START EXERCISE INPUTS

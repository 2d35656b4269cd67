// MemSim - ARMv4 Instruction Set Simulator
// Copyright (C) 2026 Andrii Shylenko
//
// This software is released under the MIT License.
// See the LICENSE file in the project root for full license information.

use anyhow::{Context, Result};
use clap::Parser;
use memsim_config::{MachineManifest, Topology, DEFAULT_MEMORY_SIZE};
use memsim_core::metrics::PerformanceMetrics;
use memsim_core::{CoreReport, Processor};
use memsim_loader::{load_image_file, load_manifest_images, ImageKind};
use serde::Serialize;
use std::path::{Path, PathBuf};
use std::process::ExitCode;
use std::sync::Arc;
use tracing::{error, info, warn};

const EXIT_PASS: u8 = 0;
const EXIT_CONFIG_ERROR: u8 = 2;
const EXIT_RUNTIME_ERROR: u8 = 3;

const RESULT_SCHEMA_VERSION: &str = "1.0";

fn parse_memory_size(s: &str) -> Result<u64, String> {
    memsim_config::parse_size(s).map_err(|e| format!("{:#}", e))
}

#[derive(Parser, Debug)]
#[command(author, version, about = "MemSim ARMv4 Instruction Set Simulator", long_about = None)]
struct Cli {
    /// Path to the machine manifest (YAML)
    #[arg(short, long)]
    system: Option<PathBuf>,

    /// Program image for core 0 (raw big-endian words)
    #[arg(short, long)]
    program: Option<PathBuf>,

    /// Data image for core 0
    #[arg(short, long)]
    data: Option<PathBuf>,

    /// Memory topology: harvard or von-neumann
    #[arg(long)]
    topology: Option<Topology>,

    /// Number of cores
    #[arg(long)]
    cores: Option<usize>,

    /// Memory size, e.g. "1KiB" or "4096B"
    #[arg(long, value_parser = parse_memory_size)]
    memory_size: Option<u64>,

    /// Write the final machine state (JSON) to this file
    #[arg(long)]
    snapshot: Option<PathBuf>,

    /// Enable instruction-level execution tracing
    #[arg(short, long)]
    trace: bool,

    /// Print a one-line JSON run summary on stdout
    #[arg(long)]
    json: bool,
}

#[derive(Debug, Serialize)]
struct RunSummary {
    result_schema_version: String,
    status: String,
    topology: Topology,
    memory_size: usize,
    instructions: u64,
    cores: Vec<CoreSummary>,
}

#[derive(Debug, Serialize)]
struct CoreSummary {
    index: usize,
    halt: String,
    faulted: bool,
    retired: u64,
}

fn main() -> ExitCode {
    let cli = Cli::parse();

    // Logs go to stderr; stdout carries only the --json summary.
    let level = if cli.trace {
        tracing::Level::DEBUG
    } else {
        tracing::Level::INFO
    };
    tracing_subscriber::fmt()
        .with_max_level(level)
        .with_writer(std::io::stderr)
        .init();

    info!("Starting MemSim");

    let mut processor = match build_processor(&cli) {
        Ok(processor) => processor,
        Err(e) => {
            error!("{:#}", e);
            return ExitCode::from(EXIT_CONFIG_ERROR);
        }
    };

    let metrics = Arc::new(PerformanceMetrics::new());
    processor.attach_observer(metrics.clone());

    info!(
        "Running {} core(s), {} topology, {} bytes of memory",
        processor.core_count(),
        processor.topology(),
        processor.memory_size()
    );

    let reports = match processor.run_to_completion() {
        Ok(reports) => reports,
        Err(e) => {
            error!("Simulation failed: {:#}", e);
            return ExitCode::from(EXIT_RUNTIME_ERROR);
        }
    };

    for report in &reports {
        if report.halt.is_fault() {
            warn!(
                "Core {} halted after {} instruction(s): {}",
                report.index, report.retired, report.halt
            );
        } else {
            info!(
                "Core {} halted after {} instruction(s): {}",
                report.index, report.retired, report.halt
            );
        }
    }
    info!(
        "Retired {} instruction(s) at {:.0} IPS, {} core(s) faulted",
        metrics.get_instructions(),
        metrics.get_ips(),
        metrics.get_faulted_cores()
    );

    if let Some(path) = &cli.snapshot {
        write_snapshot(&processor, path);
    }

    let faulted = reports.iter().any(|r| r.halt.is_fault());

    if cli.json {
        let summary = summarize(&processor, &reports, metrics.get_instructions(), faulted);
        match serde_json::to_string(&summary) {
            Ok(line) => println!("{}", line),
            Err(e) => error!("Failed to serialize run summary: {}", e),
        }
    }

    if faulted {
        ExitCode::from(EXIT_RUNTIME_ERROR)
    } else {
        ExitCode::from(EXIT_PASS)
    }
}

/// Builds the machine from `--system` or from the individual flags, then
/// loads every requested image. Flags override manifest values.
fn build_processor(cli: &Cli) -> Result<Processor> {
    let (mut manifest, base_dir) = match &cli.system {
        Some(path) => {
            info!("Loading machine manifest: {:?}", path);
            let manifest = MachineManifest::from_file(path)?;
            let base_dir = path.parent().unwrap_or_else(|| Path::new(".")).to_path_buf();
            (manifest, base_dir)
        }
        None => {
            if cli.program.is_none() {
                anyhow::bail!("Either --system or --program is required");
            }
            let manifest = MachineManifest::new(Topology::Harvard, 1, DEFAULT_MEMORY_SIZE);
            (manifest, PathBuf::from("."))
        }
    };

    if let Some(topology) = cli.topology {
        manifest.topology = topology;
    }
    if let Some(cores) = cli.cores {
        manifest.cores = cores;
    }
    if let Some(size) = cli.memory_size {
        manifest.memory_size = format!("{}B", size);
    }
    manifest
        .validate()
        .context("Invalid machine configuration")?;

    let mut processor = Processor::from_manifest(&manifest)?;
    load_manifest_images(&mut processor, &manifest, &base_dir)?;

    // Command-line images go to core 0, after any manifest images.
    if let Some(program) = &cli.program {
        load_image_file(&mut processor, 0, program, ImageKind::Program)?;
    }
    if let Some(data) = &cli.data {
        load_image_file(&mut processor, 0, data, ImageKind::Data)?;
    }

    Ok(processor)
}

fn summarize(
    processor: &Processor,
    reports: &[CoreReport],
    instructions: u64,
    faulted: bool,
) -> RunSummary {
    RunSummary {
        result_schema_version: RESULT_SCHEMA_VERSION.to_string(),
        status: if faulted { "fault" } else { "ok" }.to_string(),
        topology: processor.topology(),
        memory_size: processor.memory_size(),
        instructions,
        cores: reports
            .iter()
            .map(|r| CoreSummary {
                index: r.index,
                halt: r.halt.to_string(),
                faulted: r.halt.is_fault(),
                retired: r.retired,
            })
            .collect(),
    }
}

fn write_snapshot(processor: &Processor, path: &Path) {
    let snapshot = match processor.snapshot() {
        Ok(snapshot) => snapshot,
        Err(e) => {
            error!("Failed to capture snapshot: {}", e);
            return;
        }
    };

    match std::fs::File::create(path) {
        Ok(f) => {
            if let Err(e) = serde_json::to_writer_pretty(f, &snapshot) {
                error!("Failed to write snapshot {:?}: {}", path, e);
            } else {
                info!("Snapshot written to {:?}", path);
            }
        }
        Err(e) => error!("Failed to create snapshot {:?}: {}", path, e),
    }
}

END EXERCISE INPUTS

Output every record above a second time, exactly.

### EXERCISE RESULT
repository 2d35656b4269cd67
// MemSim - ARMv4 Instruction Set Simulator
// Copyright (C) 2026 Andrii Shylenko
//
// This software is released under the MIT License.
// See the LICENSE file in the project root for full license information.

use anyhow::{Context, Result};
use clap::Parser;
use memsim_config::{MachineManifest, Topology, DEFAULT_MEMORY_SIZE};
use memsim_core::metrics::PerformanceMetrics;
use memsim_core::{CoreReport, Processor};
use memsim_loader::{load_image_file, load_manifest_images, ImageKind};
use serde::Serialize;
use std::path::{Path, PathBuf};
use std::process::ExitCode;
use std::sync::Arc;
use tracing::{error, info, warn};

const EXIT_PASS: u8 = 0;
const EXIT_CONFIG_ERROR: u8 = 2;
const EXIT_RUNTIME_ERROR: u8 = 3;

const RESULT_SCHEMA_VERSION: &str = "1.0";

fn parse_memory_size(s: &str) -> Result<u64, String> {
    memsim_config::parse_size(s).map_err(|e| format!("{:#}", e))
}

#[derive(Parser, Debug)]
#[command(author, version, about = "MemSim ARMv4 Instruction Set Simulator", long_about = None)]
struct Cli {
    /// Path to the machine manifest (YAML)
    #[arg(short, long)]
    system: Option<PathBuf>,

    /// Program image for core 0 (raw big-endian words)
    #[arg(short, long)]
    program: Option<PathBuf>,

    /// Data image for core 0
    #[arg(short, long)]
    data: Option<PathBuf>,

    /// Memory topology: harvard or von-neumann
    #[arg(long)]
    topology: Option<Topology>,

    /// Number of cores
    #[arg(long)]
    cores: Option<usize>,

    /// Memory size, e.g. "1KiB" or "4096B"
    #[arg(long, value_parser = parse_memory_size)]
    memory_size: Option<u64>,

    /// Write the final machine state (JSON) to this file
    #[arg(long)]
    snapshot: Option<PathBuf>,

    /// Enable instruction-level execution tracing
    #[arg(short, long)]
    trace: bool,

    /// Print a one-line JSON run summary on stdout
    #[arg(long)]
    json: bool,
}

#[derive(Debug, Serialize)]
struct RunSummary {
    result_schema_version: String,
    status: String,
    topology: Topology,
    memory_size: usize,
    instructions: u64,
    cores: Vec<CoreSummary>,
}

#[derive(Debug, Serialize)]
struct CoreSummary {
    index: usize,
    halt: String,
    faulted: bool,
    retired: u64,
}

fn main() -> ExitCode {
    let cli = Cli::parse();

    // Logs go to stderr; stdout carries only the --json summary.
    let level = if cli.trace {
        tracing::Level::DEBUG
    } else {
        tracing::Level::INFO
    };
    tracing_subscriber::fmt()
        .with_max_level(level)
        .with_writer(std::io::stderr)
        .init();

    info!("Starting MemSim");

    let mut processor = match build_processor(&cli) {
        Ok(processor) => processor,
        Err(e) => {
            error!("{:#}", e);
            return ExitCode::from(EXIT_CONFIG_ERROR);
        }
    };

    let metrics = Arc::new(PerformanceMetrics::new());
    processor.attach_observer(metrics.clone());

    info!(
        "Running {} core(s), {} topology, {} bytes of memory",
        processor.core_count(),
        processor.topology(),
        processor.memory_size()
    );

    let reports = match processor.run_to_completion() {
        Ok(reports) => reports,
        Err(e) => {
            error!("Simulation failed: {:#}", e);
            return ExitCode::from(EXIT_RUNTIME_ERROR);
        }
    };

    for report in &reports {
        if report.halt.is_fault() {
            warn!(
                "Core {} halted after {} instruction(s): {}",
                report.index, report.retired, report.halt
            );
        } else {
            info!(
                "Core {} halted after {} instruction(s): {}",
                report.index, report.retired, report.halt
            );
        }
    }
    info!(
        "Retired {} instruction(s) at {:.0} IPS, {} core(s) faulted",
        metrics.get_instructions(),
        metrics.get_ips(),
        metrics.get_faulted_cores()
    );

    if let Some(path) = &cli.snapshot {
        write_snapshot(&processor, path);
    }

    let faulted = reports.iter().any(|r| r.halt.is_fault());

    if cli.json {
        let summary = summarize(&processor, &reports, metrics.get_instructions(), faulted);
        match serde_json::to_string(&summary) {
            Ok(line) => println!("{}", line),
            Err(e) => error!("Failed to serialize run summary: {}", e),
        }
    }

    if faulted {
        ExitCode::from(EXIT_RUNTIME_ERROR)
    } else {
        ExitCode::from(EXIT_PASS)
    }
}

/// Builds the machine from `--system` or from the individual flags, then
/// loads every requested image. Flags override manifest values.
fn build_processor(cli: &Cli) -> Result<Processor> {
    let (mut manifest, base_dir) = match &cli.system {
        Some(path) => {
            info!("Loading machine manifest: {:?}", path);
            let manifest = MachineManifest::from_file(path)?;
            let base_dir = path.parent().unwrap_or_else(|| Path::new(".")).to_path_buf();
            (manifest, base_dir)
        }
        None => {
            if cli.program.is_none() {
                anyhow::bail!("Either --system or --program is required");
            }
            let manifest = MachineManifest::new(Topology::Harvard, 1, DEFAULT_MEMORY_SIZE);
            (manifest, PathBuf::from("."))
        }
    };

    if let Some(topology) = cli.topology {
        manifest.topology = topology;
    }
    if let Some(cores) = cli.cores {
        manifest.cores = cores;
    }
    if let Some(size) = cli.memory_size {
        manifest.memory_size = format!("{}B", size);
    }
    manifest
        .validate()
        .context("Invalid machine configuration")?;

    let mut processor = Processor::from_manifest(&manifest)?;
    load_manifest_images(&mut processor, &manifest, &base_dir)?;

    // Command-line images go to core 0, after any manifest images.
    if let Some(program) = &cli.program {
        load_image_file(&mut processor, 0, program, ImageKind::Program)?;
    }
    if let Some(data) = &cli.data {
        load_image_file(&mut processor, 0, data, ImageKind::Data)?;
    }

    Ok(processor)
}

fn summarize(
    processor: &Processor,
    reports: &[CoreReport],
    instructions: u64,
    faulted: bool,
) -> RunSummary {
    RunSummary {
        result_schema_version: RESULT_SCHEMA_VERSION.to_string(),
        status: if faulted { "fault" } else { "ok" }.to_string(),
        topology: processor.topology(),
        memory_size: processor.memory_size(),
        instructions,
        cores: reports
            .iter()
            .map(|r| CoreSummary {
                index: r.index,
                halt: r.halt.to_string(),
                faulted: r.halt.is_fault(),
                retired: r.retired,
            })
            .collect(),
    }
}

fn write_snapshot(processor: &Processor, path: &Path) {
    let snapshot = match processor.snapshot() {
        Ok(snapshot) => snapshot,
        Err(e) => {
            error!("Failed to capture snapshot: {}", e);
            return;
        }
    };

    match std::fs::File::create(path) {
        Ok(f) => {
            if let Err(e) = serde_json::to_writer_pretty(f, &snapshot) {
                error!("Failed to write snapshot {:?}: {}", path, e);
            } else {
                info!("Snapshot written to {:?}", path);
            }
        }
        Err(e) => error!("Failed to create snapshot {:?}: {}", path, e),
    }
}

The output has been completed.